Ella-Rue in Georgetown. Photograph by Carol Ross Joynt

Georgetown boutique owner Krista Johnson says the problem started about eight months ago. It was an otherwise normal day at Ella-Rue, her shop just off Wisconsin Avenue. Suddenly, the small, cluttered clothing and accessories store became overwhelmed by a group of women, half a dozen of them, either pregnant or with little children, all speaking in a thick accent she discerned as Irish. They were so intense they scared her, especially when they began to tear through her clothing racks. Since that day, according to Johnson, the women—whom she calls “Irish gypsies”—have returned to her store on a somewhat regular basis.

“They are young girls, anywhere from six to seven of them, decked out in designer wear, all with long hair,” Johnson says. “They generally have one older woman with them. They make a mess. They throw clothing on the floor, put on sizes that are too small, and tear the clothing.” The whole purpose is to steal, she says, and she has called the police when they show up, but “they flee before the police arrive.” Johnson admits she’s never filed an official complaint, and the Metropolitan Police Department confirmed there are no incident reports regarding the matter. Without incident reports, the police don’t have the group on their radar.

While Johnson’s encounters are compelling, they are not unique. The Betsy Johnson and Second Hand Rose stores, both also on Wisconsin Avenue, have mentioned similar episodes. The group of “shoppers” appear to favor high-end clothing stores, and they seem to like to make repeat visits to the same stores. A random check of several other Georgetown boutiques (Urban Chic, Sassanova, Wink, and Second Time Around) found no other incidents.

Mo Aliyan, a manager at Betsy Johnson, says the hits by the Irish groups started “in the past four or five months.” He says they come often, “maybe once a week, a group as large as seven, and they range in age from 9 years old to 60 years old. They are either pregnant or have children with them.” Like Johnson, he describes them as having long hair and Irish accents, and adds, “You would notice them a mile away from the way they dress.”

It is possible the women are Irish Travelers or, in slang, “Irish gypsies,” a tribe notorious across the US and the UK for sometimes pulling retail and home repair scams. There is even a TLC reality show, My Big Fat Gypsy Wedding, that chronicles a band of British Travelers. But Johnson doesn’t find them entertaining.

Once when the group of women came to her store, she asked where they live. They told her their home was in Sterling, Virginia, “and they all say they are living with their uncle, but most of them have babies or are pregnant. The children are very neglected. Their diapers are dirty.”

Tribes of Irish Travelers have been in the US for more than 150 years, supposedly having fled Ireland to escape the potato famine.

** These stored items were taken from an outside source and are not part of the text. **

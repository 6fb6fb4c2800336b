//! Error types for kt-package-fix.
//!
//! All operations return `Result<T>` which aliases `Result<T, FixError>`.

use std::path::PathBuf;
use thiserror::Error;

/// Errors from a fix run.
///
/// Every variant is fatal: the run stops at the first one, possibly after
/// some files have already been rewritten.
#[derive(Debug, Error)]
pub enum FixError {
    /// The root directory could not be walked.
    #[error("Cannot scan '{}': {reason}", root.display())]
    Discovery { root: PathBuf, reason: String },

    /// A candidate file could not be read (missing, permissions, not UTF-8).
    #[error("Failed to read {}: {source}", path.display())]
    Read {
        path: PathBuf,
        #[source]
        source: std::io::Error,
    },

    /// A rewritten file could not be written back.
    #[error("Failed to write {}: {source}", path.display())]
    Write {
        path: PathBuf,
        #[source]
        source: std::io::Error,
    },

    /// Identifier or extension rejected before the run started.
    #[error("Invalid identifier '{0}': {1}")]
    InvalidIdentifier(String, String),

    /// Regex compilation failed (indicates bug).
    #[error("Regex error: {0}")]
    Regex(#[from] regex::Error),
}

/// Result type alias for kt-package-fix operations.
pub type Result<T> = std::result::Result<T, FixError>;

According to Time magazine, they “speak a Gaelic-English dialect called ‘cant.’ (‘Misli shayjo!’ means, ‘Go away, the police are here!’)”

Johnson says her rage toward them is not because of who they are but what they do. Lately she has taken to physically forcing them out of her store. She can do that because she’s an independent boutique with no corporate policy that aims to accommodate all customers.

Betsey Johnson, on the other hand, does have such a policy. “We don’t kick them out because we are a corporation,” says Aliyan of the store, which also keeps a security guard on the premises. Nonetheless, he feels the women are a serious problem and need to be watched closely. “They come in with tags from other stores and they’ll switch tags. They know how to take off censors. We’ve found missing jewelry.” He calls them “professional criminals,” but says that so far, “none of the ready-to-wear has gone missing,” perhaps because store staffers are usually able to catch them before that happens. “We’ve never had to call the police because we have a security guard. They know not to mess with us,” he says.

Sometimes they do shop, paying with cash or credit cards. What’s always the same is that they arrive as a posse, loud and chaotic. “The first time they came, in I was so scared because there are so many of them,” Krista Johnson recalls. “They scream at you, and the babies scream.”

Lynn Boynton, who owns Second Hand Rose, says her first encounter with them happened in the spring, and while she didn’t find it funny then, she’s able to laugh about it now. She says they arrived “like a storm—pretty, blond, big-busted, and they all have hundred-dollar bills. They spend.” As Johnson and Aliyan reported, they had little children with them, and baby carriages. After they departed, Boynton noticed a large Burberry bag was missing. One of them had called earlier to ask for directions, and Boynton had her phone number on Caller ID. She called a number, which had a 703 area code, and told the woman who answered that she had them on camera and if the bag wasn’t returned in four hours, she was calling the police. “Someone called back and said she found the bag in a baby carriage, and she paid for it by credit card.”

Still, Boynton says she’s willing to give them the benefit of the doubt. “I know some people don’t want them in their stores, and if they hadn’t paid for the Burberry bag, I might feel differently. . . . [But] I’m not convinced they are thieves.”